天正年間には堺の町衆を中心としてわび茶が形成されており、その食事の形式として一汁三菜(或いは一汁二菜)が定着した。これは『南方録』でも強調され、「懐石」=「一汁三菜」という公式が成立する。また江戸時代には、三菜を刺身(向付)、煮物椀、焼き物とする形式が確立する。さらに料理技術の発達と共に、「もてなし」が「手間をかける」ことに繋がり、現在の茶道や料亭文化にみられる様式を重視した「懐石」料理が完成した。
[編集] 懐石料理と「茶懐石」
現代では茶道においても共通する客をもてなす本来の懐石の意味が廃れ、茶会の席上で空腹のまま刺激の強い茶を飲むことを避け、茶をおいしく味わう上で差し支えのない程度の軽食や類似の和食コース料理を指すといった実利的な意味に変化している。
懐石料理は茶会以外の場、例えば料亭や割烹などの日本食を扱う料理店をはじめとして様々な飲食店で懐石料理を提供するところが増え、茶事における懐石を特に「茶懐石」と表わして区別することもある。この一因には、料理店で提供される際に、料理を持ち出す順序、提供される順序などが「茶懐石」と若干異なることにある。たとえば茶懐石ではじめに提供される飯と味噌汁は料理屋の懐石では省略され、先に八寸が提供されることが多い。また一人一人に料理が盛って持ち出され、茶席におけるように、取り回し時に特別の作法を言われぬことなど、総じて料理屋で食べる懐石料理は打ち解けたものであることが多い。また料理店によっては料理のみを提供し、料理の後に薄茶の提供がないこともままある。

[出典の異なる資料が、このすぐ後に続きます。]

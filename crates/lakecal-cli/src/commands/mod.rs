//! Command implementations.

pub mod apartments;
pub mod calendar;
pub mod config;
pub mod intervals;
pub mod parse;
pub mod watch;

use std::sync::Arc;

use serde::Serialize;

use lakecal_core::Apartment;
use lakecal_feeds::FeedRetriever;
use lakecal_sync::{AvailabilityView, SyncOutcome};

use crate::config::ClientConfig;
use crate::error::{ClientError, ClientResult};

/// Looks up `id` in the catalog.
pub(crate) fn find_apartment<'a>(config: &'a ClientConfig, id: &str) -> ClientResult<&'a Apartment> {
    config
        .apartment(id)
        .ok_or_else(|| ClientError::UnknownApartment(id.to_string()))
}

/// Builds an availability view backed by the configured retriever.
///
/// Fails with the same errors as `config validate`.
pub(crate) fn build_view(config: &ClientConfig) -> ClientResult<AvailabilityView> {
    config.validate().map_err(ClientError::Config)?;
    let retriever = FeedRetriever::new(config.retriever.to_retriever_config())?;
    Ok(AvailabilityView::new(Arc::new(retriever)))
}

pub(crate) fn to_json<T: Serialize>(value: &T) -> ClientResult<String> {
    Ok(serde_json::to_string_pretty(value)?)
}

/// One-line description of a sync outcome.
pub fn describe_outcome(outcome: &SyncOutcome) -> String {
    match outcome {
        SyncOutcome::NotConfigured => {
            "no feed configured, every future day is available".to_string()
        }
        SyncOutcome::Synced { intervals, route } => format!(
            "synced {} busy interval{} via {}",
            intervals,
            if *intervals == 1 { "" } else { "s" },
            route
        ),
        SyncOutcome::Unavailable { attempts } => format!(
            "feed unavailable after {} attempt{}, showing no bookings",
            attempts,
            if *attempts == 1 { "" } else { "s" }
        ),
        SyncOutcome::Stale => "sync superseded by a newer one".to_string(),
    }
}

/// Notes a sync that produced no data on stderr, keeping stdout clean.
pub(crate) fn note_outcome(apartment: &Apartment, outcome: &SyncOutcome) {
    if matches!(
        outcome,
        SyncOutcome::NotConfigured | SyncOutcome::Unavailable { .. }
    ) {
        eprintln!("{}: {}", apartment.display_name(), describe_outcome(outcome));
    }
}

#[cfg(test)]
mod tests {
    use lakecal_feeds::FetchRoute;

    use super::*;

    #[test]
    fn describe_outcomes() {
        assert_eq!(
            describe_outcome(&SyncOutcome::Synced {
                intervals: 1,
                route: FetchRoute::Proxy("allorigins".to_string()),
            }),
            "synced 1 busy interval via proxy allorigins"
        );
        assert_eq!(
            describe_outcome(&SyncOutcome::Synced {
                intervals: 3,
                route: FetchRoute::Direct,
            }),
            "synced 3 busy intervals via direct"
        );
        assert_eq!(
            describe_outcome(&SyncOutcome::Unavailable { attempts: 4 }),
            "feed unavailable after 4 attempts, showing no bookings"
        );
    }

    #[test]
    fn invalid_config_builds_no_view() {
        let mut config = ClientConfig::default();
        config.retriever.timeout_secs = 0;

        let result = build_view(&config);
        assert!(matches!(result, Err(ClientError::Config(ref msg)) if msg.contains("timeout_secs")));

        assert!(build_view(&ClientConfig::default()).is_ok());
    }

    #[test]
    fn unknown_apartment() {
        let config = ClientConfig::default();
        let err = find_apartment(&config, "ghost").unwrap_err();
        assert!(matches!(err, ClientError::UnknownApartment(ref id) if id == "ghost"));
    }
}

加えて、懐石料理は本来量が少なかったことから、量の少ないコース料理全般を懐石と呼ぶ傾向があり洋風懐石や欧風懐石といった名称の料理が存在する。
[編集] 献立
一汁三菜
汁
具をいただく前に汁を飲むのが礼儀とされる。
向付
椀盛(煮物)
焼物
強肴
小吸物(箸洗、ひと口吸物)
八寸
八寸(25cm)四方のトレー状の杉の器に由来。海と山の珍味が肴として出される。
湯桶
おこげ(代用として焙烙で炒った米)に出汁を注いだもの。これと香物でご飯の器を清めて飲む。
香物
菓子
[編集] 食器
利休時代までは主に漆器が用いられていたが、織部焼などの国産陶磁器の発達によって多彩な器が用いられるようになった。
現在では懐石料理に用いる器は陶器、磁器、漆器、白木、ガラス器などがある。このうち飯碗・汁碗などは漆器を用いるのが通例である。茶席においては主客より詰まで順次取り回し、八寸が出てのち亭主が同席して杯事がなされ、菓子ののち中立ちとなり、客はいったん待合へ退き銅鑼の合図で再び席入りするのが本来であるが、いわゆる大寄せ茶会においては別室で点心が供されることが多く、この場合中立ちなどは省かれる。
[編集] 著名店
懐石料理で知られる店には京都三条の辻留、大阪高麗橋の吉兆、滋賀県東近江市の招福楼などがある。